▶ _How to complete this task_:
What lines of the data hold the string "SizeClass"? Pull each one out.

**** Records for the task ****

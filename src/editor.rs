//! Configuration editor.
//!
//! The editor owns a working copy of the configuration and a separately
//! tracked accessory selection. Nothing reaches the store until
//! [`AvatarEditor::save`]; dropping or cancelling the editor leaves the
//! persisted value untouched.

use crate::config::{Accessory, AccessorySet, Animation, AvatarConfig, BodyType, HairStyle, Outfit};
use crate::error::{AvatarResult, StoreError};
use crate::legacy;
use crate::projection::AvatarOwner;
use crate::render::{Frame, RenderOptions, render_config};
use crate::store::{AvatarStore, UserId, UserRecord};

#[derive(Debug, Clone, PartialEq, Eq)]
pub struct AvatarEditor {
    working: AvatarConfig,
    selected: AccessorySet,
}

impl AvatarEditor {
    /// Starts editing the persisted payload, or the default when there is none.
    pub fn open(persisted: Option<&str>) -> Self {
        Self::from_config(AvatarConfig::load_or_default(persisted))
    }

    pub fn from_config(config: AvatarConfig) -> Self {
        Self {
            selected: config.accessories.clone(),
            working: config,
        }
    }

    /// Loads the user's stored configuration and starts editing it.
    pub fn load(store: &impl AvatarStore, user_id: UserId) -> Result<Self, StoreError> {
        let persisted = store.load(user_id)?;
        Ok(Self::open(persisted.as_deref()))
    }

    /// The working copy, without the pending accessory selection.
    pub fn working(&self) -> &AvatarConfig {
        &self.working
    }

    pub fn selected_accessories(&self) -> &AccessorySet {
        &self.selected
    }

    pub fn set_body_type(&mut self, body_type: impl Into<BodyType>) {
        self.working.body_type = body_type.into();
    }

    pub fn set_hair_style(&mut self, hair_style: impl Into<HairStyle>) {
        self.working.hair_style = hair_style.into();
    }

    pub fn set_hair_color(&mut self, color: impl Into<String>) {
        self.working.hair_color = color.into();
    }

    pub fn set_skin_tone(&mut self, color: impl Into<String>) {
        self.working.skin_tone = color.into();
    }

    pub fn set_outfit(&mut self, outfit: impl Into<Outfit>) {
        self.working.outfit = outfit.into();
    }

    pub fn set_animation(&mut self, animation: impl Into<Animation>) {
        self.working.animation = animation.into();
    }

    /// Flips one accessory. Returns true if it is now selected.
    pub fn toggle_accessory(&mut self, accessory: impl Into<Accessory>) -> bool {
        self.selected.toggle(accessory.into())
    }

    /// The configuration that [`save`](Self::save) would persist.
    pub fn commit(&self) -> AvatarConfig {
        AvatarConfig {
            accessories: self.selected.clone(),
            ..self.working.clone()
        }
    }

    /// Renders the pending configuration.
    pub fn preview(&self, owner: Option<&AvatarOwner>, options: &RenderOptions) -> Frame {
        render_config(&self.commit(), owner, options)
    }

    /// Renders the pending configuration as a legacy `data:` URI.
    pub fn preview_data_uri(&self, owner: Option<&AvatarOwner>, options: &RenderOptions) -> String {
        legacy::to_data_uri(&self.preview(owner, options))
    }

    /// Persists the pending configuration.
    ///
    /// On failure the editor is unchanged, so the caller can retry.
    pub fn save(&mut self, store: &mut impl AvatarStore, user_id: UserId) -> AvatarResult<UserRecord> {
        let config = self.commit();
        let json = config.to_json()?;

        let record = store.save(user_id, &json).inspect_err(|err| {
            tracing::warn!(%user_id, error = %err, "avatar save failed, keeping edits");
        })?;

        tracing::info!(%user_id, "avatar saved");
        self.working = config;
        Ok(record)
    }

    /// Discards the working copy.
    pub fn cancel(self) {
        tracing::debug!("avatar edit cancelled");
    }
}

impl Default for AvatarEditor {
    fn default() -> Self {
        Self::from_config(AvatarConfig::default())
    }
}
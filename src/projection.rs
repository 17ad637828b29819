//! Projection from the persisted configuration to renderer-facing props.
//!
//! The persisted model speaks in legacy tags (body type, hair style, outfit);
//! the renderer speaks in balloon terms (shape, pattern, decoration). The
//! tables here are total: every input, known or not, maps to a value.

use serde::{Deserialize, Serialize};

use crate::color::{ColorContext, ThemedColors};
use crate::config::{AccessorySet, AvatarConfig, BodyType, HairStyle, Outfit};

/// Substring of a user's title that selects the tired expression.
pub const DEFAULT_VETERAN_MARKER: &str = "veterano";

/// Initials drawn when no owner is known.
pub const FALLBACK_INITIALS: &str = "ME";

// ============================================================================
// Renderer enums
// ============================================================================

#[derive(Debug, Clone, Copy, PartialEq, Eq, Hash, Default, Serialize, Deserialize)]
#[serde(rename_all = "lowercase")]
pub enum Shape {
    #[default]
    Round,
    Oval,
    Square,
}

#[derive(Debug, Clone, Copy, PartialEq, Eq, Hash, Default, Serialize, Deserialize)]
#[serde(rename_all = "lowercase")]
pub enum Pattern {
    #[default]
    Dots,
    Stripes,
    Spiral,
    Stars,
    None,
}

#[derive(Debug, Clone, Copy, PartialEq, Eq, Hash, Default, Serialize, Deserialize)]
#[serde(rename_all = "lowercase")]
pub enum Decoration {
    Ribbons,
    Bows,
    Confetti,
    Initials,
    Neon,
    #[default]
    None,
}

/// Face variant. Derived from the owner's title, never persisted.
#[derive(Debug, Clone, Copy, PartialEq, Eq, Hash, Default, Serialize, Deserialize)]
#[serde(rename_all = "lowercase")]
pub enum Expression {
    #[default]
    Happy,
    Tired,
}

/// Discrete output size.
#[derive(Debug, Clone, Copy, PartialEq, Eq, Hash, Default, Serialize, Deserialize)]
#[serde(rename_all = "lowercase")]
#[cfg_attr(feature = "clap", derive(clap::ValueEnum))]
#[cfg_attr(feature = "jsonschema", derive(schemars::JsonSchema))]
pub enum SizeClass {
    Sm,
    #[default]
    Md,
    Lg,
    Xl,
}

impl SizeClass {
    /// Edge length of the square output in pixels.
    pub fn pixels(self) -> u32 {
        match self {
            Self::Sm => 60,
            Self::Md => 100,
            Self::Lg => 150,
            Self::Xl => 200,
        }
    }
}

impl Shape {
    /// Resolves a raw renderer tag. Unknown tags draw a round balloon.
    pub fn from_tag(tag: &str) -> Self {
        match tag {
            "round" => Self::Round,
            "oval" => Self::Oval,
            "square" => Self::Square,
            other => {
                tracing::debug!(tag = other, "unknown shape tag, drawing round");
                Self::Round
            }
        }
    }
}

impl Pattern {
    /// Resolves a raw renderer tag. Unknown tags draw dots.
    pub fn from_tag(tag: &str) -> Self {
        match tag {
            "dots" => Self::Dots,
            "stripes" => Self::Stripes,
            "spiral" => Self::Spiral,
            "stars" => Self::Stars,
            "none" => Self::None,
            other => {
                tracing::debug!(tag = other, "unknown pattern tag, drawing dots");
                Self::Dots
            }
        }
    }
}

impl Decoration {
    /// Resolves a raw renderer tag. Unknown tags draw nothing.
    pub fn from_tag(tag: &str) -> Self {
        match tag {
            "ribbons" => Self::Ribbons,
            "bows" => Self::Bows,
            "confetti" => Self::Confetti,
            "initials" => Self::Initials,
            "neon" => Self::Neon,
            _ => Self::None,
        }
    }
}

impl From<&BodyType> for Shape {
    fn from(body: &BodyType) -> Self {
        match body {
            BodyType::Athletic => Self::Round,
            BodyType::Slim => Self::Oval,
            BodyType::Average => Self::Square,
            BodyType::Other(tag) => {
                tracing::debug!(tag = tag.as_str(), "unknown body type, drawing round");
                Self::Round
            }
        }
    }
}

impl From<&HairStyle> for Pattern {
    fn from(style: &HairStyle) -> Self {
        match style {
            HairStyle::Short => Self::Dots,
            HairStyle::Long => Self::Stripes,
            HairStyle::Curly => Self::Spiral,
            HairStyle::Afro => Self::Stars,
            HairStyle::Bald => Self::None,
            HairStyle::Other(tag) => {
                tracing::debug!(tag = tag.as_str(), "unknown hair style, drawing dots");
                Self::Dots
            }
        }
    }
}

impl From<&Outfit> for Decoration {
    fn from(outfit: &Outfit) -> Self {
        match outfit {
            Outfit::Formal => Self::Ribbons,
            Outfit::Casual => Self::Bows,
            Outfit::Sporty => Self::Confetti,
            Outfit::Geek => Self::Initials,
            Outfit::Cyberpunk => Self::Neon,
            Outfit::Other(tag) => {
                tracing::debug!(tag = tag.as_str(), "unknown outfit, drawing no decoration");
                Self::None
            }
        }
    }
}

impl Expression {
    /// `Tired` iff `title` contains `marker`, ignoring case.
    ///
    /// ```
    /// use balloon_avatar::Expression;
    ///
    /// assert_eq!(Expression::from_title(Some("Aluno Veterano"), "veterano"), Expression::Tired);
    /// assert_eq!(Expression::from_title(Some("Calouro"), "veterano"), Expression::Happy);
    /// assert_eq!(Expression::from_title(None, "veterano"), Expression::Happy);
    /// ```
    pub fn from_title(title: Option<&str>, marker: &str) -> Self {
        match title {
            Some(title) if !marker.is_empty() && title.to_lowercase().contains(&marker.to_lowercase()) => {
                Self::Tired
            }
            _ => Self::Happy,
        }
    }
}

// ============================================================================
// Owner
// ============================================================================

/// The user attributes the projection reads.
#[derive(Debug, Clone, PartialEq, Eq, Default)]
pub struct AvatarOwner {
    /// Display name; its first two characters become the initials decoration.
    pub username: String,
    /// Free-text title scanned for the veteran marker.
    pub title: Option<String>,
}

impl AvatarOwner {
    pub fn new(username: impl Into<String>, title: Option<String>) -> Self {
        Self {
            username: username.into(),
            title,
        }
    }

    /// First two characters of the display name.
    pub fn initials(&self) -> String {
        let initials: String = self.username.chars().take(2).collect();
        if initials.is_empty() {
            FALLBACK_INITIALS.to_string()
        } else {
            initials
        }
    }
}

// ============================================================================
// BalloonProps
// ============================================================================

/// Renderer-facing props.
///
/// Colors here are the configured values; theme adjustment happens when the
/// props are rendered.
#[derive(Debug, Clone, PartialEq, Eq)]
pub struct BalloonProps {
    pub color: String,
    pub detail_color: String,
    pub pattern: Pattern,
    pub shape: Shape,
    pub decoration: Decoration,
    pub accessories: AccessorySet,
    pub size: SizeClass,
    pub expression: Expression,
    pub initials: String,
}

impl Default for BalloonProps {
    fn default() -> Self {
        Self {
            color: "#FF6699".to_string(),
            detail_color: "#4466FF".to_string(),
            pattern: Pattern::Dots,
            shape: Shape::Round,
            decoration: Decoration::None,
            accessories: AccessorySet::new(),
            size: SizeClass::Md,
            expression: Expression::Happy,
            initials: FALLBACK_INITIALS.to_string(),
        }
    }
}

impl BalloonProps {
    /// Projects a configuration for a given owner.
    ///
    /// `veteran_marker` selects the expression from the owner's title.
    pub fn project(config: &AvatarConfig, owner: Option<&AvatarOwner>, veteran_marker: &str) -> Self {
        Self {
            color: config.skin_tone.clone(),
            detail_color: config.hair_color.clone(),
            pattern: Pattern::from(&config.hair_style),
            shape: Shape::from(&config.body_type),
            decoration: Decoration::from(&config.outfit),
            accessories: config.accessories.clone(),
            size: SizeClass::default(),
            expression: owner
                .map(|o| Expression::from_title(o.title.as_deref(), veteran_marker))
                .unwrap_or_default(),
            initials: owner
                .map(AvatarOwner::initials)
                .unwrap_or_else(|| FALLBACK_INITIALS.to_string()),
        }
    }

    pub fn with_size(mut self, size: SizeClass) -> Self {
        self.size = size;
        self
    }

    pub fn with_expression(mut self, expression: Expression) -> Self {
        self.expression = expression;
        self
    }

    /// Applies the color transform to both user colors.
    pub fn themed_colors(&self, ctx: &ColorContext) -> ThemedColors {
        ThemedColors::new(&self.color, &self.detail_color, ctx)
    }
}

#[cfg(test)]
mod tests {
    use super::*;
    use crate::config::Accessory;

    #[test]
    fn projection_tables_are_total() {
        let shapes: Vec<_> = BodyType::KNOWN.iter().map(Shape::from).collect();
        assert_eq!(shapes, [Shape::Round, Shape::Oval, Shape::Square]);

        let patterns: Vec<_> = HairStyle::KNOWN.iter().map(Pattern::from).collect();
        assert_eq!(
            patterns,
            [Pattern::Dots, Pattern::Stripes, Pattern::Spiral, Pattern::Stars, Pattern::None]
        );

        let decorations: Vec<_> = Outfit::KNOWN.iter().map(Decoration::from).collect();
        assert_eq!(
            decorations,
            [
                Decoration::Ribbons,
                Decoration::Bows,
                Decoration::Confetti,
                Decoration::Initials,
                Decoration::Neon
            ]
        );
    }

    #[test]
    fn out_of_domain_values_use_defaults() {
        assert_eq!(Shape::from(&BodyType::from("unknown_value")), Shape::Round);
        assert_eq!(Pattern::from(&HairStyle::from("unknown_value")), Pattern::Dots);
        assert_eq!(Decoration::from(&Outfit::from("unknown_value")), Decoration::None);

        assert_eq!(Shape::from_tag("hexagon"), Shape::Round);
        assert_eq!(Pattern::from_tag("plaid"), Pattern::Dots);
        assert_eq!(Decoration::from_tag("glitter"), Decoration::None);
        assert_eq!(Pattern::from_tag("none"), Pattern::None);
    }

    #[test]
    fn expression_marker_is_case_insensitive() {
        assert_eq!(Expression::from_title(Some("VETERANO"), "veterano"), Expression::Tired);
        assert_eq!(Expression::from_title(Some("ex-Veterano"), "VETERANO"), Expression::Tired);
        assert_eq!(Expression::from_title(Some("Calouro"), "veterano"), Expression::Happy);
        assert_eq!(Expression::from_title(Some("anything"), ""), Expression::Happy);
    }

    #[test]
    fn project_default_config() {
        let owner = AvatarOwner::new("marina", Some("Calouro".into()));
        let props = BalloonProps::project(&AvatarConfig::default(), Some(&owner), DEFAULT_VETERAN_MARKER);

        assert_eq!(props.shape, Shape::Round);
        assert_eq!(props.pattern, Pattern::Dots);
        assert_eq!(props.decoration, Decoration::Bows);
        assert_eq!(props.expression, Expression::Happy);
        assert_eq!(props.color, "#f5d0a9");
        assert_eq!(props.detail_color, "#1a1a1a");
        assert_eq!(props.initials, "ma");
        assert!(props.accessories.contains(&Accessory::Glasses));
    }

    #[test]
    fn project_without_owner_uses_fallbacks() {
        let props = BalloonProps::project(&AvatarConfig::default(), None, DEFAULT_VETERAN_MARKER);
        assert_eq!(props.expression, Expression::Happy);
        assert_eq!(props.initials, FALLBACK_INITIALS);
    }

    #[test]
    fn initials_take_two_characters() {
        assert_eq!(AvatarOwner::new("João", None).initials(), "Jo");
        assert_eq!(AvatarOwner::new("x", None).initials(), "x");
        assert_eq!(AvatarOwner::new("", None).initials(), "ME");
    }

    #[test]
    fn size_classes_have_fixed_pixels() {
        let pixels: Vec<_> = [SizeClass::Sm, SizeClass::Md, SizeClass::Lg, SizeClass::Xl]
            .into_iter()
            .map(SizeClass::pixels)
            .collect();
        assert_eq!(pixels, [60, 100, 150, 200]);
    }
}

****

▶ _Written response_:
pub enum SizeClass {
impl SizeClass {
    pub size: SizeClass,
            size: SizeClass::Md,
            size: SizeClass::default(),
    pub fn with_size(mut self, size: SizeClass) -> Self {
        let pixels: Vec<_> = [SizeClass::Sm, SizeClass::Md, SizeClass::Lg, SizeClass::Xl]
            .map(SizeClass::pixels)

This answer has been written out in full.